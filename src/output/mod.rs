mod console;
mod export;

pub use console::ConsoleReporter;
pub use export::{csv_row, from_json_str, read_json, to_json_string, write_csv, write_json, ExportFormat};
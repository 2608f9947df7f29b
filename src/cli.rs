use std::path::PathBuf;
use std::time::Duration;

use clap::{ArgGroup, Parser};
use dnsmorph::config::DEFAULT_CONCURRENCY;
use dnsmorph::output::ExportFormat;
use dnsmorph::{PipelineConfig, Technique};

#[derive(Parser, Debug)]
#[command(name = "dnsmorph", version)]
#[command(about = "Generate typosquatting and homograph permutations of a domain and look them up")]
#[command(group(ArgGroup::new("input").required(true).args(["domain", "list"])))]
pub struct Cli {
    /// Domain (or URL) to permutate
    #[arg(short, long)]
    pub domain: Option<String>,

    /// File with one domain per line
    #[arg(short, long, value_name = "FILE")]
    pub list: Option<PathBuf>,

    /// Resolve A records for every candidate
    #[arg(short, long)]
    pub resolve: bool,

    /// Geolocate resolved addresses (needs --geodb)
    #[arg(short, long)]
    pub geolocate: bool,

    /// Look up whois creation and modification dates
    #[arg(short, long)]
    pub whois: bool,

    /// Permutate subdomains as well as the registrable name
    #[arg(short, long)]
    pub include_subdomains: bool,

    /// Show every candidate, even without lookup results, and log debug output
    #[arg(short, long)]
    pub verbose: bool,

    /// Export results as CSV instead of printing them
    #[arg(long, conflicts_with = "json")]
    pub csv: bool,

    /// Export results as JSON instead of printing them
    #[arg(long)]
    pub json: bool,

    /// Directory the CSV/JSON export is written to
    #[arg(short, long, value_name = "DIR", default_value = ".")]
    pub output_dir: PathBuf,

    /// Only run these techniques (default: all)
    #[arg(short, long = "technique", value_enum, value_delimiter = ',')]
    pub techniques: Vec<Technique>,

    /// Maximum concurrent lookups, 0 for one task per candidate
    #[arg(short, long, default_value_t = DEFAULT_CONCURRENCY)]
    pub concurrency: usize,

    /// Timeout for a single lookup in seconds, 0 to disable
    #[arg(long, value_name = "SECS", default_value_t = 5)]
    pub timeout: u64,

    /// GeoLite2-City database used by --geolocate
    #[arg(long, value_name = "PATH", default_value = "GeoLite2-City.mmdb")]
    pub geodb: PathBuf,
}

impl Cli {
    pub fn lookup_timeout(&self) -> Option<Duration> {
        (self.timeout > 0).then(|| Duration::from_secs(self.timeout))
    }

    pub fn pipeline_config(&self) -> PipelineConfig {
        PipelineConfig {
            resolve: self.resolve,
            geolocate: self.geolocate,
            whois: self.whois,
            concurrency: self.concurrency,
            lookup_timeout: self.lookup_timeout(),
        }
    }

    pub fn export_format(&self) -> Option<ExportFormat> {
        if self.csv {
            Some(ExportFormat::Csv)
        } else if self.json {
            Some(ExportFormat::Json)
        } else {
            None
        }
    }

    /// Selected techniques in reporting order, all ten when none were given.
    pub fn techniques(&self) -> Vec<Technique> {
        if self.techniques.is_empty() {
            return Technique::ALL.to_vec();
        }
        Technique::ALL
            .into_iter()
            .filter(|t| self.techniques.contains(t))
            .collect()
    }
}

==*==

Would you please write out all the entries exactly?

filename src/output/mod.rs
mod console;
mod export;

pub use console::ConsoleReporter;
pub use export::{csv_row, from_json_str, read_json, to_json_string, write_csv, write_json, ExportFormat};
repository 2608f9947df7f29b
filename src/cli.rs
use std::path::PathBuf;
use std::time::Duration;

use clap::{ArgGroup, Parser};
use dnsmorph::config::DEFAULT_CONCURRENCY;
use dnsmorph::output::ExportFormat;
use dnsmorph::{PipelineConfig, Technique};

#[derive(Parser, Debug)]
#[command(name = "dnsmorph", version)]
#[command(about = "Generate typosquatting and homograph permutations of a domain and look them up")]
#[command(group(ArgGroup::new("input").required(true).args(["domain", "list"])))]
pub struct Cli {
    /// Domain (or URL) to permutate
    #[arg(short, long)]
    pub domain: Option<String>,

    /// File with one domain per line
    #[arg(short, long, value_name = "FILE")]
    pub list: Option<PathBuf>,

    /// Resolve A records for every candidate
    #[arg(short, long)]
    pub resolve: bool,

    /// Geolocate resolved addresses (needs --geodb)
    #[arg(short, long)]
    pub geolocate: bool,

    /// Look up whois creation and modification dates
    #[arg(short, long)]
    pub whois: bool,

    /// Permutate subdomains as well as the registrable name
    #[arg(short, long)]
    pub include_subdomains: bool,

    /// Show every candidate, even without lookup results, and log debug output
    #[arg(short, long)]
    pub verbose: bool,

    /// Export results as CSV instead of printing them
    #[arg(long, conflicts_with = "json")]
    pub csv: bool,

    /// Export results as JSON instead of printing them
    #[arg(long)]
    pub json: bool,

    /// Directory the CSV/JSON export is written to
    #[arg(short, long, value_name = "DIR", default_value = ".")]
    pub output_dir: PathBuf,

    /// Only run these techniques (default: all)
    #[arg(short, long = "technique", value_enum, value_delimiter = ',')]
    pub techniques: Vec<Technique>,

    /// Maximum concurrent lookups, 0 for one task per candidate
    #[arg(short, long, default_value_t = DEFAULT_CONCURRENCY)]
    pub concurrency: usize,

    /// Timeout for a single lookup in seconds, 0 to disable
    #[arg(long, value_name = "SECS", default_value_t = 5)]
    pub timeout: u64,

    /// GeoLite2-City database used by --geolocate
    #[arg(long, value_name = "PATH", default_value = "GeoLite2-City.mmdb")]
    pub geodb: PathBuf,
}

impl Cli {
    pub fn lookup_timeout(&self) -> Option<Duration> {
        (self.timeout > 0).then(|| Duration::from_secs(self.timeout))
    }

    pub fn pipeline_config(&self) -> PipelineConfig {
        PipelineConfig {
            resolve: self.resolve,
            geolocate: self.geolocate,
            whois: self.whois,
            concurrency: self.concurrency,
            lookup_timeout: self.lookup_timeout(),
        }
    }

    pub fn export_format(&self) -> Option<ExportFormat> {
        if self.csv {
            Some(ExportFormat::Csv)
        } else if self.json {
            Some(ExportFormat::Json)
        } else {
            None
        }
    }

    /// Selected techniques in reporting order, all ten when none were given.
    pub fn techniques(&self) -> Vec<Technique> {
        if self.techniques.is_empty() {
            return Technique::ALL.to_vec();
        }
        Technique::ALL
            .into_iter()
            .filter(|t| self.techniques.contains(t))
            .collect()
    }
}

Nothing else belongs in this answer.